Agarwal, Rajshree and Sonali Shah, (2014) Knowledge Sources of Entrepreneurship: Firm Formation by Employees, Users and Academics, Research Policy 43:7 pp. 1109-1133.
User entrepreneurs and academic entrepreneurs are more likely to disrupt early on in industry evolution. In the early stages, there is no industry knowledge yet because everything is new. In later stages, the threat to established firms comes from employee entrepreneurs because these employees have inside industry knowledge.
Ganco, Martin, Rosemarie Ziedonis and Rajshree Agarwal, More Stars Stay, But the Brightest Ones Still Leave: Job Hopping in the Shadow of Patent Enforcement, Strategic Management Journal (2015) 35:5 pp. 659-685.
Developing a reputation for enforcing non-competes diminishes the proclivity of inventive workers to job-hop. However, the best still leave. The strong enforcement leaves a firm with the least productive employees.
Thomas P. Moliterno, Nikolaus Beck, Christine M. Beckman, and Mark Meyer, Knowing Your Place: Social Performance Feedback in Good Times and Bad Times, Organization Science 201425:6, 1684-1702.

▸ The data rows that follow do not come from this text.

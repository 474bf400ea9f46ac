// SPDX-License-Identifier: MIT

//! `bqp push` — scan, analyze, plan, deploy, then reconcile every touched
//! dataset.

use anyhow::{Context, Result};
use bqp_analyzer::analyze;
use bqp_core::{ResourceId, Task};
use bqp_engine::{parse_label, parse_parameter, DeployExecutor, PlanInput, Planner, Reconciler};
use bqp_warehouse::{FakeWarehouseClient, RateLimiter, WarehouseClient};
use bqp_reporter::{OutputFormat, Reporter};
use clap::Args;
use std::collections::{BTreeMap, BTreeSet};
use std::io::{IsTerminal, Write};
use std::path::PathBuf;
use std::sync::Arc;
use tokio::sync::Semaphore;

use crate::scan;
use crate::sql_scan;

#[derive(Args)]
pub struct PushArgs {
    /// Restrict the run to these projects; empty means every project under root-path.
    pub projects: Vec<String>,

    /// Maximum number of deploy/delete tasks running at once.
    #[arg(long, default_value_t = 8)]
    pub threads: usize,

    /// Root directory the local SQL tree is scanned from.
    #[arg(long = "root-path", default_value = ".")]
    pub root_path: PathBuf,

    /// Output rendering.
    #[arg(long, value_enum, default_value_t)]
    pub format: Format,

    /// Skip the reconciliation confirmation prompt and delete orphaned resources outright.
    #[arg(long)]
    pub force: bool,

    /// Estimate cost and validate without mutating the warehouse.
    #[arg(long = "dry-run")]
    pub dry_run: bool,

    /// Label attached to every query job (key:value, repeatable).
    #[arg(long = "label", value_parser = parse_label)]
    pub labels: Vec<(String, String)>,

    /// Query parameter (name:type:value, repeatable; empty name = positional).
    #[arg(long = "parameter", value_parser = parse_parameter)]
    pub parameters: Vec<bqp_warehouse::QueryParameter>,

    #[arg(long)]
    pub maximum_bytes_billed: Option<u64>,
}

#[derive(Clone, Copy, Debug, Default, clap::ValueEnum)]
pub enum Format {
    #[default]
    Console,
    Json,
}

impl From<Format> for OutputFormat {
    fn from(f: Format) -> Self {
        match f {
            Format::Console => OutputFormat::Text,
            Format::Json => OutputFormat::Json,
        }
    }
}

/// Run `push`: build the deployment plan from the local tree, execute it
/// with bounded concurrency while the reporter redraws, then reconcile
/// every dataset the plan touched against the warehouse's remote listing.
pub async fn run(args: PushArgs) -> Result<()> {
    let warehouse: Arc<dyn WarehouseClient> = Arc::new(FakeWarehouseClient::new("bqport-dev"));
    let ambient_project = warehouse.project_id().await;
    let rate_limiter = Arc::new(RateLimiter::new(500));

    let local_files = scan::scan(&args.root_path, &ambient_project).context("scanning local SQL tree")?;
    let local_files = scan::filter_by_project(local_files, &args.projects);

    let planner = Planner::new(ambient_project.as_str());
    let mut jobs = Vec::new();
    for file in local_files {
        let tree = sql_scan::parse(&file.sql);
        let analysis = analyze(&tree);
        jobs.push(planner.build_file_job(PlanInput { file, analysis })?);
    }

    // Shared by every deploy and delete so the whole run — not each stage
    // separately — respects one `--threads`-sized pool and one rate budget.
    // A task only ever takes these while it's doing actual warehouse work,
    // never while awaiting a predecessor (see `DeployExecutor::deploy`).
    let semaphore = Arc::new(Semaphore::new(args.threads.max(1)));

    let labels: BTreeMap<String, String> = args.labels.into_iter().collect();
    let executor = Arc::new(
        DeployExecutor::new(warehouse.clone(), ambient_project.as_str())
            .with_labels(labels)
            .with_params(args.parameters)
            .with_maximum_bytes_billed(args.maximum_bytes_billed)
            .with_dry_run(args.dry_run)
            .with_concurrency(semaphore.clone())
            .with_rate_limiter(rate_limiter.clone()),
    );

    let datasets = local_dataset_ids(&jobs);
    let plan = planner.plan(jobs, executor)?;
    for warning in &plan.warnings {
        tracing::warn!("{warning}");
    }

    let mut deploy_tasks: Vec<Arc<Task>> = Vec::new();
    for node in plan.nodes.values() {
        deploy_tasks.extend(node.tasks.iter().cloned());
    }

    let reconciler = Reconciler::new(warehouse.clone())
        .with_concurrency(semaphore.clone())
        .with_rate_limiter(rate_limiter.clone());
    let confirm_is_tty = std::io::stdin().is_terminal();
    let mut reconcile_tasks = Vec::new();
    for (dataset, local_ids) in &datasets {
        let mut tasks = reconciler
            .plan_dataset(dataset, local_ids, args.dry_run, args.force, |kind, names| {
                confirm_deletion(confirm_is_tty, kind, names)
            })
            .await
            .with_context(|| format!("listing remote resources for {dataset}"))?;
        reconcile_tasks.append(&mut tasks);
    }

    let mut entries: Vec<(String, Arc<Task>)> =
        deploy_tasks.iter().map(|t| (t.name().to_string(), t.clone())).collect();
    entries.extend(reconcile_tasks.iter().map(|rt| (rt.task.name().to_string(), rt.task.clone())));

    let reporter = Reporter::new(entries, args.format.into());

    let reporter_handle = tokio::spawn(async move { reporter.run().await });

    // No permit is acquired here: each task's own `run()` awaits its
    // predecessors first (wholly independent of the pool) and only reaches
    // into the shared semaphore/rate-limiter once it actually calls the
    // warehouse, inside `DeployExecutor::deploy`/`Reconciler`'s delete
    // closure. Spawning every task up front lets independent namespaces
    // make progress while others are still blocked on their own parents.
    let mut handles = Vec::new();
    for task in deploy_tasks.iter().cloned() {
        handles.push(tokio::spawn(async move { task.run().await }));
    }
    for rt in &reconcile_tasks {
        let task = rt.task.clone();
        handles.push(tokio::spawn(async move { task.run().await }));
    }
    for handle in handles {
        let _ = handle.await;
    }
    reporter_handle.await.ok();

    let succeeded = deploy_tasks.iter().filter(|t| matches!(t.status(), bqp_core::TaskStatus::Success { .. })).count();
    let failed = deploy_tasks.len() - succeeded;
    let counts = bqp_engine::reconcile::summarize(&reconcile_tasks);
    for (kind, c) in &counts {
        tracing::info!(?kind, succeeded = c.succeeded, failed = c.failed, "reconcile summary");
    }
    println!("deployed: {succeeded} succeeded, {failed} failed");

    Ok(())
}

/// One entry per local dataset: the dataset's own id and the set of
/// resource ids the local tree accounts for within it (used to subtract
/// against the remote listing during reconciliation).
fn local_dataset_ids(jobs: &[bqp_core::FileJob]) -> BTreeMap<ResourceId, BTreeSet<ResourceId>> {
    let mut datasets: BTreeMap<ResourceId, BTreeSet<ResourceId>> = BTreeMap::new();
    for job in jobs {
        let dataset = job.file.namespace.owning_dataset();
        let entry = datasets.entry(dataset).or_default();
        if job.file.namespace.name.is_some() {
            entry.insert(job.file.namespace.clone());
        }
    }
    datasets
}

/// Prompt on a TTY for confirmation before deleting a kind's residual
/// resources; a reply beginning with `y` proceeds. On a non-TTY stream
/// there's no one to ask, so deletion for that kind is skipped.
fn confirm_deletion(is_tty: bool, kind: bqp_core::ResourceKind, names: &[String]) -> bool {
    if !is_tty {
        return false;
    }
    print!("delete {} orphaned {kind}(s): {}? [y/N] ", names.len(), names.join(", "));
    let _ = std::io::stdout().flush();
    let mut reply = String::new();
    if std::io::stdin().read_line(&mut reply).is_err() {
        return false;
    }
    reply.trim().to_ascii_lowercase().starts_with('y')
}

Organizations look to the top for aspirational peers but compare themselves to more modestly performing peers when looking down.
Taryn L., and Christine M. Beckman. (2014). “Watching You Watching Me: Boundary Control and Capturing Attention in the Context of Ubiquitous Technology Use.” Academy of Management Journal.
How should managers make sure employees are working and not, say, checking Facebook? The paper shows a tri-part strategy: reminding employees of what they should be doing, limiting their ability to access unapproved activities (e.g., Facebook), and tracking what they are doing. The paper dives deep and shows how these processes must be constant and work together to achieve results.
Rafael A. Corredoira, Preeta M. Banerjee, Measuring patent's influence on technological evolution: A study of knowledge spanning and subsequent inventive activity, Research Policy, Volume 44, Issue 2, March 2015, Pages 508-521.
The paper shows that patents that are most likely to influence technological trajectories for overtime combine previously uncombined knowledge domains. The best inventions make links that were not made before.